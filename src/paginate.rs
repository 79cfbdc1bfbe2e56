// Pagination: walk every page of a `{count, results}` endpoint and collect
// the records into one ordered sequence.

use indicatif::ProgressBar;
use serde::Deserialize;
use serde_json::Value;
use tracing::{debug, warn};

use crate::api::Fetch;
use crate::error::{Error, Result};
use crate::query::Query;

/// Fixed page size of the OTX list endpoints.
pub const PAGE_SIZE: u64 = 1000;

/// Number of pages needed for `count` results, rounding up.
pub fn total_pages(count: u64) -> u64 {
    count.div_ceil(PAGE_SIZE)
}

/// Shape of a paginated response body.
#[derive(Debug, Deserialize)]
struct Page {
    count: Option<u64>,
    results: Option<Vec<Value>>,
}

/// Result of fetching one page after the first.
#[derive(Debug)]
pub enum PageOutcome {
    Fetched(Vec<Value>),
    Failed { page: u64, reason: String },
}

/// Every record returned for a query, in retrieval order.
#[derive(Debug, Clone, Default, PartialEq)]
pub struct AggregatedResult {
    pub records: Vec<Value>,
    /// Pages that could not be fetched and are missing from `records`.
    pub skipped_pages: Vec<u64>,
}

impl AggregatedResult {
    /// A single response body treated as the whole result.
    pub fn single(body: Value) -> Self {
        AggregatedResult {
            records: vec![body],
            skipped_pages: Vec::new(),
        }
    }

    pub fn is_partial(&self) -> bool {
        !self.skipped_pages.is_empty()
    }

    /// The records as one JSON array.
    pub fn to_json(&self) -> Value {
        Value::Array(self.records.clone())
    }
}

/// Run `query` to completion.
///
/// Single-indicator and CVE lookups issue one request and return its
/// body. List endpoints fetch the base page, then pages `total..=2` in
/// descending order. A failure on the base page aborts; a failure on a
/// later page is logged and that page is left out.
pub fn aggregate(fetcher: &dyn Fetch, query: &Query, progress: &ProgressBar) -> Result<AggregatedResult> {
    let first = fetcher.get(&query.path())?;

    if !query.is_paginated() {
        return Ok(AggregatedResult::single(first.body));
    }

    let page: Page = match serde_json::from_value(first.body.clone()) {
        Ok(page @ Page { count: Some(_), .. }) => page,
        _ => {
            warn!(status = first.status, "response has no result count; returning it unpaginated");
            return Ok(AggregatedResult::single(first.body));
        }
    };

    let count = page.count.unwrap_or_default();
    let pages = total_pages(count);
    debug!(count, pages, "paginating");

    let mut result = AggregatedResult::default();
    result.records.extend(page.results.unwrap_or_default());

    progress.set_length(pages.saturating_sub(1));
    for n in (2..=pages).rev() {
        match fetch_page(fetcher, query, n) {
            PageOutcome::Fetched(records) => result.records.extend(records),
            PageOutcome::Failed { page, reason } => {
                warn!(page, "skipping page: {reason}");
                result.skipped_pages.push(page);
            }
        }
        progress.inc(1);
    }
    progress.finish_and_clear();

    if result.is_partial() {
        warn!(
            skipped = ?result.skipped_pages,
            "{} of {pages} pages could not be fetched; result is incomplete",
            result.skipped_pages.len()
        );
    }
    Ok(result)
}

/// Fetch page `n` (`n >= 2`) and pull out its records.
pub fn fetch_page(fetcher: &dyn Fetch, query: &Query, n: u64) -> PageOutcome {
    let failed = |reason: String| PageOutcome::Failed { page: n, reason };
    let response = match fetcher.get(&query.page_path(n)) {
        Ok(response) => response,
        Err(err) => return failed(err.to_string()),
    };
    match serde_json::from_value::<Page>(response.body) {
        Ok(Page {
            results: Some(records), ..
        }) => PageOutcome::Fetched(records),
        Ok(_) => failed(format!("status {} body has no results", response.status)),
        Err(err) => failed(Error::from(err).to_string()),
    }
}

#[cfg(test)]
mod tests {
    use super::*;
    use crate::api::Response;
    use crate::query::{ExportKind, IndicatorFamily, Section};
    use serde_json::json;
    use std::cell::RefCell;
    use std::collections::HashMap;

    /// Canned responses keyed by request path; unknown paths fail.
    #[derive(Default)]
    struct FakeApi {
        pages: HashMap<String, Value>,
        requested: RefCell<Vec<String>>,
    }

    impl FakeApi {
        fn with(mut self, path: String, body: Value) -> Self {
            self.pages.insert(path, body);
            self
        }
    }

    impl Fetch for FakeApi {
        fn get(&self, path: &str) -> Result<Response> {
            self.requested.borrow_mut().push(path.to_string());
            match self.pages.get(path) {
                Some(body) => Ok(Response {
                    status: 200,
                    body: body.clone(),
                }),
                None => Err(Error::Io(std::io::Error::new(
                    std::io::ErrorKind::ConnectionReset,
                    "connection reset",
                ))),
            }
        }
    }

    fn page(count: u64, ids: &[&str]) -> Value {
        let results: Vec<Value> = ids.iter().map(|id| json!({ "id": id })).collect();
        json!({ "count": count, "results": results })
    }

    fn ids(result: &AggregatedResult) -> Vec<&str> {
        result.records.iter().map(|r| r["id"].as_str().unwrap()).collect()
    }

    #[test]
    fn page_count_rounds_up() {
        assert_eq!(total_pages(0), 0);
        assert_eq!(total_pages(1), 1);
        assert_eq!(total_pages(999), 1);
        assert_eq!(total_pages(1000), 1);
        assert_eq!(total_pages(1001), 2);
        assert_eq!(total_pages(3000), 3);
        assert_eq!(total_pages(3001), 4);
    }

    #[test]
    fn later_pages_are_walked_in_descending_order() {
        let q = Query::FreeTextSearch("apt".into());
        let api = FakeApi::default()
            .with(q.path(), page(2500, &["p1a", "p1b"]))
            .with(q.page_path(2), page(2500, &["p2a"]))
            .with(q.page_path(3), page(2500, &["p3a", "p3b"]));

        let result = aggregate(&api, &q, &ProgressBar::hidden()).unwrap();

        assert_eq!(ids(&result), ["p1a", "p1b", "p3a", "p3b", "p2a"]);
        assert!(!result.is_partial());
        assert_eq!(
            *api.requested.borrow(),
            [q.path(), q.page_path(3), q.page_path(2)]
        );
    }

    #[test]
    fn failed_middle_page_is_skipped() {
        let q = Query::PulseById("abc".into());
        let api = FakeApi::default()
            .with(q.path(), page(2001, &["p1"]))
            .with(q.page_path(3), page(2001, &["p3"]));

        let result = aggregate(&api, &q, &ProgressBar::hidden()).unwrap();

        assert_eq!(ids(&result), ["p1", "p3"]);
        assert_eq!(result.skipped_pages, [2]);
    }

    #[test]
    fn failed_first_page_is_fatal() {
        let q = Query::Export(ExportKind::Yara);
        let api = FakeApi::default().with(q.page_path(2), page(1500, &["p2"]));

        assert!(aggregate(&api, &q, &ProgressBar::hidden()).is_err());
        assert_eq!(api.requested.borrow().len(), 1);
    }

    #[test]
    fn exact_multiple_adds_no_extra_page() {
        let q = Query::FreeTextSearch("x".into());
        let api = FakeApi::default().with(q.path(), page(1000, &["only"]));

        let result = aggregate(&api, &q, &ProgressBar::hidden()).unwrap();

        assert_eq!(ids(&result), ["only"]);
        assert_eq!(api.requested.borrow().len(), 1);
    }

    #[test]
    fn zero_count_fetches_only_base_page() {
        let q = Query::FreeTextSearch("nothing".into());
        let api = FakeApi::default().with(q.path(), page(0, &[]));

        let result = aggregate(&api, &q, &ProgressBar::hidden()).unwrap();

        assert!(result.records.is_empty());
        assert_eq!(api.requested.borrow().len(), 1);
    }

    #[test]
    fn single_indicator_skips_pagination() {
        let q = Query::IndicatorLookup {
            family: IndicatorFamily::Ipv4,
            indicator: "8.8.8.8".into(),
            section: Section::General,
        };
        let body = json!({ "indicator": "8.8.8.8", "count": 5000 });
        let api = FakeApi::default().with(q.path(), body.clone());

        let result = aggregate(&api, &q, &ProgressBar::hidden()).unwrap();

        assert_eq!(result.records, vec![body]);
        assert_eq!(api.requested.borrow().len(), 1);
    }

    #[test]
    fn missing_count_returns_body_as_is() {
        let q = Query::PulseById("bad".into());
        let body = json!({ "detail": "Authentication credentials were not provided." });
        let api = FakeApi::default().with(q.path(), body.clone());

        let result = aggregate(&api, &q, &ProgressBar::hidden()).unwrap();

        assert_eq!(result, AggregatedResult::single(body));
    }

    #[test]
    fn page_without_results_is_a_failure() {
        let q = Query::FreeTextSearch("x".into());
        let api = FakeApi::default().with(q.page_path(2), json!({ "detail": "throttled" }));

        match fetch_page(&api, &q, 2) {
            PageOutcome::Failed { page, reason } => {
                assert_eq!(page, 2);
                assert!(reason.contains("no results"));
            }
            other => panic!("expected failure, got {other:?}"),
        }
    }
}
:::::
TASK DIRECTIONS
Go through the entries and return each line where the word "derive" occurs.

RESULT FOR THIS EXERCISE
#[derive(Debug, Deserialize)]
#[derive(Debug)]
#[derive(Debug, Clone, Default, PartialEq)]
    #[derive(Default)]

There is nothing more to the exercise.